Required work.
Go through the listing and return every line with "ServiceError" in it.

Extracted information.
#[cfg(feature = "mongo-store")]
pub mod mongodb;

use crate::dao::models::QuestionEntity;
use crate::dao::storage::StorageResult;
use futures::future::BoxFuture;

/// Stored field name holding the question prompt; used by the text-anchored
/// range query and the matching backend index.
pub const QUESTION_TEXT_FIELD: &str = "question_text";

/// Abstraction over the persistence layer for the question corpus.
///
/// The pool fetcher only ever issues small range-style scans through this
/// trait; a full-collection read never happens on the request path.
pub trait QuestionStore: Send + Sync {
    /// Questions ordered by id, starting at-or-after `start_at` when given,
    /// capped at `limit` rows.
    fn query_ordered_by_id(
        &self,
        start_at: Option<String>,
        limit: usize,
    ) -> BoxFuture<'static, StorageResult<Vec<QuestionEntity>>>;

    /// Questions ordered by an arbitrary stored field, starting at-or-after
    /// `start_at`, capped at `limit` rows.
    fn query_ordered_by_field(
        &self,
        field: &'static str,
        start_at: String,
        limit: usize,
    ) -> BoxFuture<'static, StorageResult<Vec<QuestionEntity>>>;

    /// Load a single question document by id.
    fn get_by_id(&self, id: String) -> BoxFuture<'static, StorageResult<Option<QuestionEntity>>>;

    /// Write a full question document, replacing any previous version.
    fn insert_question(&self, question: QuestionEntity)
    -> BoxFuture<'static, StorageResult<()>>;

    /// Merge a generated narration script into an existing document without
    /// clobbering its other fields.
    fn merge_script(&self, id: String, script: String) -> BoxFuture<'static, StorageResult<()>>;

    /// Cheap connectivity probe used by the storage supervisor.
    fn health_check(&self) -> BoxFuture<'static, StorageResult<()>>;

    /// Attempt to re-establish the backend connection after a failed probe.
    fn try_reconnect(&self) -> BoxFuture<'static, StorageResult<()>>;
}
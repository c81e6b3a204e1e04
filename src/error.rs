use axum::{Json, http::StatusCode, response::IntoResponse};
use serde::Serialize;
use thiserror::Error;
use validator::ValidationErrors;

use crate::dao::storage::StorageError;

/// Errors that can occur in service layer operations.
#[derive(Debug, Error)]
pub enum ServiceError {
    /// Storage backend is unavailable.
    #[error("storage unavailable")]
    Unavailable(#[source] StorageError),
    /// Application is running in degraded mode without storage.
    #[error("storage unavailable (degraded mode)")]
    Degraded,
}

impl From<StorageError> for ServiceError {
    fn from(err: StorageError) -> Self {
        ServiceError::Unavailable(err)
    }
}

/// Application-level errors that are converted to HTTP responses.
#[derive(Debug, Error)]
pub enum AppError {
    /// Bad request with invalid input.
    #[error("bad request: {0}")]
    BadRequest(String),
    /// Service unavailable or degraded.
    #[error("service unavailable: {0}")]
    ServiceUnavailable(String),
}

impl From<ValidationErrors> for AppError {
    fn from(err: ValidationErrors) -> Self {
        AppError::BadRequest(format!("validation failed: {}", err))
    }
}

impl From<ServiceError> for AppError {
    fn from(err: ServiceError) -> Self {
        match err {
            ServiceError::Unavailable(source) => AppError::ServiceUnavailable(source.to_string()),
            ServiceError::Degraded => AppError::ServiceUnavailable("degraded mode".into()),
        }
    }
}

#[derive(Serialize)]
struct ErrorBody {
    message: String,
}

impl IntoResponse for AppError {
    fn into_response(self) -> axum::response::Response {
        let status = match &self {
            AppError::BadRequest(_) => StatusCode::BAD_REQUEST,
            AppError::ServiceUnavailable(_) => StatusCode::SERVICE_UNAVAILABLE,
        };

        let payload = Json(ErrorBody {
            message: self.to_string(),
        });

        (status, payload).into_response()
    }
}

Written response.
pub enum ServiceError {
impl From<StorageError> for ServiceError {
        ServiceError::Unavailable(err)
impl From<ServiceError> for AppError {
    fn from(err: ServiceError) -> Self {
            ServiceError::Unavailable(source) => AppError::ServiceUnavailable(source.to_string()),
            ServiceError::Degraded => AppError::ServiceUnavailable("degraded mode".into()),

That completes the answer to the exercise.